(Stored data)
^^^^^^^^^^^^^^^^
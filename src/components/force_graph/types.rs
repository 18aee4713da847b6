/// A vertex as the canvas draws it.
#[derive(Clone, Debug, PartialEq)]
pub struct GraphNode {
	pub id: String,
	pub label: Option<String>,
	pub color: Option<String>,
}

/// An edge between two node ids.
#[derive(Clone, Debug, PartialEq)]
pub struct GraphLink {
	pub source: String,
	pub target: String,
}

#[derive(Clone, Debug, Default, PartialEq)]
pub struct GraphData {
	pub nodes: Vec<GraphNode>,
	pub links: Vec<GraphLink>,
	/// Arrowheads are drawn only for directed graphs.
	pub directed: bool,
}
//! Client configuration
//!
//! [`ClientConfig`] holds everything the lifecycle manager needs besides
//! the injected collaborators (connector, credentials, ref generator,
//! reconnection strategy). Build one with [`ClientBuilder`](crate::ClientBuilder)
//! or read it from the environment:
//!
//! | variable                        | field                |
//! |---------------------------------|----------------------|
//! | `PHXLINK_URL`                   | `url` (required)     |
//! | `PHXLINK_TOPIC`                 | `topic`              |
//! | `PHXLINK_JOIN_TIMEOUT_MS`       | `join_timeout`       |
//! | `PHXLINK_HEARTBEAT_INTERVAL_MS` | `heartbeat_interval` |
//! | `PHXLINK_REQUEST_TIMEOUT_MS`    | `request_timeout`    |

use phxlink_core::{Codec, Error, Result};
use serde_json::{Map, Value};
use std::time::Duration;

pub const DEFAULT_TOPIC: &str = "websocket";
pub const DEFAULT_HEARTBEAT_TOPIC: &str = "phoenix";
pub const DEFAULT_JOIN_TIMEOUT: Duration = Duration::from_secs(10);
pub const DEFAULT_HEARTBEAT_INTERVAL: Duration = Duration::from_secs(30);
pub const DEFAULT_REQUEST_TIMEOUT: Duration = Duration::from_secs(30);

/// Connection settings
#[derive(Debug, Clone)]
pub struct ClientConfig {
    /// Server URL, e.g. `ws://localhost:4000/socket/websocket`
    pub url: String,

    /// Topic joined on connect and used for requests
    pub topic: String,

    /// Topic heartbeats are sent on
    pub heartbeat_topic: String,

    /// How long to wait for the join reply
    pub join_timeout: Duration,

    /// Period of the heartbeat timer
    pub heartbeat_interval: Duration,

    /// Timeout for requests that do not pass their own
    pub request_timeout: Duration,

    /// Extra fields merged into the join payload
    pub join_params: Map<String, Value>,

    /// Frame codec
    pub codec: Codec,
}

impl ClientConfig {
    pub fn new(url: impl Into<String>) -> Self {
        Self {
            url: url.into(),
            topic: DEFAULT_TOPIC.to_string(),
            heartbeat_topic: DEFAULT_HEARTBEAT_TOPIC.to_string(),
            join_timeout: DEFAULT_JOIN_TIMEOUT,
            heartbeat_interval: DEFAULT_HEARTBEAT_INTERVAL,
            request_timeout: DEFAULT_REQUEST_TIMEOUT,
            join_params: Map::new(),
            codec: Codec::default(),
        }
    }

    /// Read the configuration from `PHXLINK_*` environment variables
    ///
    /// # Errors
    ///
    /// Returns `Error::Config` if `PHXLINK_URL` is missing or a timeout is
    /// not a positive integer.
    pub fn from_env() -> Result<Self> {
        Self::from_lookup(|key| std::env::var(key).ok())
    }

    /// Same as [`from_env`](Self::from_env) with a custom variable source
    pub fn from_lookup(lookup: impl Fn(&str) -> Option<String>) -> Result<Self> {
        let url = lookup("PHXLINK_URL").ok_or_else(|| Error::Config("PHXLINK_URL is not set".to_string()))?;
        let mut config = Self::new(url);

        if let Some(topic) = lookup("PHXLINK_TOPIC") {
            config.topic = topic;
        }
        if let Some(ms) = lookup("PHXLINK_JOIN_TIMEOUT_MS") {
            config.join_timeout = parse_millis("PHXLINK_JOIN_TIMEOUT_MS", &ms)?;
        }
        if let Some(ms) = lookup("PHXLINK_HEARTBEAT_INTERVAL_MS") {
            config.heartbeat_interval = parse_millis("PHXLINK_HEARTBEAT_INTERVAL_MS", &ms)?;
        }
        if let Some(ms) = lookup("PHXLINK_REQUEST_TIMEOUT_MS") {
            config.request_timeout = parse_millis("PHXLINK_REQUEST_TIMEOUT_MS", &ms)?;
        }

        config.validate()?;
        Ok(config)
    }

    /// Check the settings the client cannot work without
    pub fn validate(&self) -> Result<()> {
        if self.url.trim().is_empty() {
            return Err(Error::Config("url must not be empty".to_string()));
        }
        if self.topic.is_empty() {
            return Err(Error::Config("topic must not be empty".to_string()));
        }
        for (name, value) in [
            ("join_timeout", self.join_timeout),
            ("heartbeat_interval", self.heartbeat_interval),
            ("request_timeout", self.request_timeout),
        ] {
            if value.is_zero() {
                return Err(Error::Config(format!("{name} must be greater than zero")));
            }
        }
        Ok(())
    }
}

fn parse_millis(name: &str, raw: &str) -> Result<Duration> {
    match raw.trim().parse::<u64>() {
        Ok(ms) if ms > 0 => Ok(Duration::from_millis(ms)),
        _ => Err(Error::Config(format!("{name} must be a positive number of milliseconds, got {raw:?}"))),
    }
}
^^^^^^^^^^^^^^^^
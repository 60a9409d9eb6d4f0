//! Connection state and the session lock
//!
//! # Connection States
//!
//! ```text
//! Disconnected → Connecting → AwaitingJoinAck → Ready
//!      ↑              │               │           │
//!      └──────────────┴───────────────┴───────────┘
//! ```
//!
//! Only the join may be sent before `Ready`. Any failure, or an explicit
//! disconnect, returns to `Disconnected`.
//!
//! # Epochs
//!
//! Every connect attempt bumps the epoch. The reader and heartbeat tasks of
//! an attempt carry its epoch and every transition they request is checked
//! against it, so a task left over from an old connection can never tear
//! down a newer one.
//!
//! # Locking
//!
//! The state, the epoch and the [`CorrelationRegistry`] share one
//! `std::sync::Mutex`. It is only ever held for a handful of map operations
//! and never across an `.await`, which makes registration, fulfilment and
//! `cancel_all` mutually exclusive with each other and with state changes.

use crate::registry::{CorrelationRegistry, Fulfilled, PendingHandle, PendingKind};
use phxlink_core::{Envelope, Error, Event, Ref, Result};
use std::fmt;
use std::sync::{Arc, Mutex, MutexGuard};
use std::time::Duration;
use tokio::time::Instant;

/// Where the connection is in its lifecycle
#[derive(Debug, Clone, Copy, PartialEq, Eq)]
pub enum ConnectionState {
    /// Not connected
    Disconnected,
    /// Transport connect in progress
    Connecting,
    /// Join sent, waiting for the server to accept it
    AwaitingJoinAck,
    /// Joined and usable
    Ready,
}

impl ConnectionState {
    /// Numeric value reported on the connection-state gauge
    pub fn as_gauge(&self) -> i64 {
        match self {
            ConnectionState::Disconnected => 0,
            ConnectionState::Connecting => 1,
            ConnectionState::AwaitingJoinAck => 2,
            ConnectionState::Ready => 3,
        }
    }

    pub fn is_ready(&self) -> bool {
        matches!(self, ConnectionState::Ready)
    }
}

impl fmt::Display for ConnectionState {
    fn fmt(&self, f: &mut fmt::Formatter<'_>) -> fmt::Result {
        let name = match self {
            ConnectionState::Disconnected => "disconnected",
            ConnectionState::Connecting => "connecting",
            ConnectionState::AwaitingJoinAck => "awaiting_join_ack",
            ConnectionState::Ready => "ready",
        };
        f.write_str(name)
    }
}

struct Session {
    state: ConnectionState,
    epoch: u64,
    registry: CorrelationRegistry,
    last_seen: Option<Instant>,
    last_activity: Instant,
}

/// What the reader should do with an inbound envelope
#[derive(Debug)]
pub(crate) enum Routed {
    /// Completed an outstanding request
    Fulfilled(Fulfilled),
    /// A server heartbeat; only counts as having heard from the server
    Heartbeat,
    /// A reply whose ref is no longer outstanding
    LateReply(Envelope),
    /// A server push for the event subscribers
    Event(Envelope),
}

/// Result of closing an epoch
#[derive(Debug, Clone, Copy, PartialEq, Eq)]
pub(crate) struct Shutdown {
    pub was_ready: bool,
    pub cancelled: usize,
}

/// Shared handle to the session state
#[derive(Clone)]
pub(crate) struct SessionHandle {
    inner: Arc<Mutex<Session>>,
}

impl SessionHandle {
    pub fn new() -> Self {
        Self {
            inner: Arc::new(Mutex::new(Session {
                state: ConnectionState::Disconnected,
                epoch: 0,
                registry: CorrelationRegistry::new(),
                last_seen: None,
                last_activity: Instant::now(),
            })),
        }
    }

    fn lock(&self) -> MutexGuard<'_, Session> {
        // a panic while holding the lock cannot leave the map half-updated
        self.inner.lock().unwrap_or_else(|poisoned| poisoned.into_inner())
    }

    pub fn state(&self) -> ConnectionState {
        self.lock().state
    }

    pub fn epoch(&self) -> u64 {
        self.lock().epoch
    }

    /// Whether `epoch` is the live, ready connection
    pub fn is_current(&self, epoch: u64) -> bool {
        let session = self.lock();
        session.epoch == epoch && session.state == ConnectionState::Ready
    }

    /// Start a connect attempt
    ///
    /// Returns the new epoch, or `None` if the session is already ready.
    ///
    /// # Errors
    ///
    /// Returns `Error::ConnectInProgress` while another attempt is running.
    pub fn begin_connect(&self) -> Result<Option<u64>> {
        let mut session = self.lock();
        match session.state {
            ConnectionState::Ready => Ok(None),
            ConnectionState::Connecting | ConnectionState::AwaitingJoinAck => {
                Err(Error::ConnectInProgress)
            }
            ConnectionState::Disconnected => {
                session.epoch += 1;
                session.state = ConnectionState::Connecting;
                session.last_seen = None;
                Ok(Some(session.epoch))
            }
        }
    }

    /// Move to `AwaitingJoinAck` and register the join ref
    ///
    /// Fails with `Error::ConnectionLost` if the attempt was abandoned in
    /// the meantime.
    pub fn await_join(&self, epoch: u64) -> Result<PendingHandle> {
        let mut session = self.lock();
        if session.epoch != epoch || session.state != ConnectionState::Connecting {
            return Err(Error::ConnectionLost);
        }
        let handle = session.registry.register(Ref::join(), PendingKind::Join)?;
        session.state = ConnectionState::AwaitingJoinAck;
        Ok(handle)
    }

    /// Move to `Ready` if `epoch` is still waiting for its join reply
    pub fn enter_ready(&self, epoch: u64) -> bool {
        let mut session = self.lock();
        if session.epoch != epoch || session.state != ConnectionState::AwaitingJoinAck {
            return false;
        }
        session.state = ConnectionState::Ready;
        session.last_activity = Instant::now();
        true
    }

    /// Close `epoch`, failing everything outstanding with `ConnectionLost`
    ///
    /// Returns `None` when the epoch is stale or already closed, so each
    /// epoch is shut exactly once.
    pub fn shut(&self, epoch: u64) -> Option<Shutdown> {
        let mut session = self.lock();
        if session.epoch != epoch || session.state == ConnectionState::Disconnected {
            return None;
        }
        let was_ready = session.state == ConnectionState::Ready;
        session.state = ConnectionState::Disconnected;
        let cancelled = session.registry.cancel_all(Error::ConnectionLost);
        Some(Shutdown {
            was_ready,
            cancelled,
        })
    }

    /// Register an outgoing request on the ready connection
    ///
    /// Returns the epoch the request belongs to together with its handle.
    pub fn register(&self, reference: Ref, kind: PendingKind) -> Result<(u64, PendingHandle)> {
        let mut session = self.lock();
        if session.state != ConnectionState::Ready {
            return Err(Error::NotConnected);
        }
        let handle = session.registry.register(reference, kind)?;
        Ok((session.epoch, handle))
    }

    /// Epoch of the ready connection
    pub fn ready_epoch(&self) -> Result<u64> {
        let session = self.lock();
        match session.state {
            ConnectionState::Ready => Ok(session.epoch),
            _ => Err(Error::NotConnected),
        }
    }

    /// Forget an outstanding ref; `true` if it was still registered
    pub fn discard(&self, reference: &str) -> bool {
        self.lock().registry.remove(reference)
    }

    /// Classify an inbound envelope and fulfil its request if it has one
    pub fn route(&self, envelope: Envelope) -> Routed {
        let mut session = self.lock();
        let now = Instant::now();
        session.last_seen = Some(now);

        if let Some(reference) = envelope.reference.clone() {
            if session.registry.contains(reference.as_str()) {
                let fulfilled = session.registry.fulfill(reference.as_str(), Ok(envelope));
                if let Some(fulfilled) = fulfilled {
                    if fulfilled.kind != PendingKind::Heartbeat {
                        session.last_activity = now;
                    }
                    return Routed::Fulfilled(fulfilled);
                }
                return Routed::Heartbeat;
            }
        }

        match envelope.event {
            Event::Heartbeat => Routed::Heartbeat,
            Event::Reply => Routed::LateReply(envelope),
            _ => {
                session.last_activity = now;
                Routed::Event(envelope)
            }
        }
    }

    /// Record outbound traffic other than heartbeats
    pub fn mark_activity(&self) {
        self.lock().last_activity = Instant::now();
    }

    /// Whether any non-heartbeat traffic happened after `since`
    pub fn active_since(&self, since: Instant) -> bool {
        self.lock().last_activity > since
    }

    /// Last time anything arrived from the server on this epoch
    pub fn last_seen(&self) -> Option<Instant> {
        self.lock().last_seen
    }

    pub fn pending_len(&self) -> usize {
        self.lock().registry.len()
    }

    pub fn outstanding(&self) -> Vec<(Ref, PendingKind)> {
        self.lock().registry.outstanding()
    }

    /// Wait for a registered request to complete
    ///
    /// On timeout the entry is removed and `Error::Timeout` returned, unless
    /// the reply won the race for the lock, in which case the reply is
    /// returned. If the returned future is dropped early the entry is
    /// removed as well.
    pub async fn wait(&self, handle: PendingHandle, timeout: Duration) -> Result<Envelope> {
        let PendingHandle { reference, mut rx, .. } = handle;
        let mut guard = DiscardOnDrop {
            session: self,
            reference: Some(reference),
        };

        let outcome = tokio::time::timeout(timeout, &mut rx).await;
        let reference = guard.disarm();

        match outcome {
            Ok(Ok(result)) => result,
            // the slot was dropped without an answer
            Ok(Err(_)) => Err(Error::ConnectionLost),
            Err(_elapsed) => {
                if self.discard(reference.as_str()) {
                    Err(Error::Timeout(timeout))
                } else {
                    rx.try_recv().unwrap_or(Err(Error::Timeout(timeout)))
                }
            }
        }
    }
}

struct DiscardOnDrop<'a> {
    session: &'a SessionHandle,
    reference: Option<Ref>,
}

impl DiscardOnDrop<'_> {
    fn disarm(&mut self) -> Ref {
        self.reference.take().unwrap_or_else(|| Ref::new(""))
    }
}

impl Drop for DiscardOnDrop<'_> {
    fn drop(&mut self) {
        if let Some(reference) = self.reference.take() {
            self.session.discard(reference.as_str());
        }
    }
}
^^^^^^^^^^^^^^^^
Work order :: Where a line above holds the string "while", show that line.

Solution ::
        // a panic while holding the lock cannot leave the map half-updated
    /// Returns `Error::ConnectInProgress` while another attempt is running.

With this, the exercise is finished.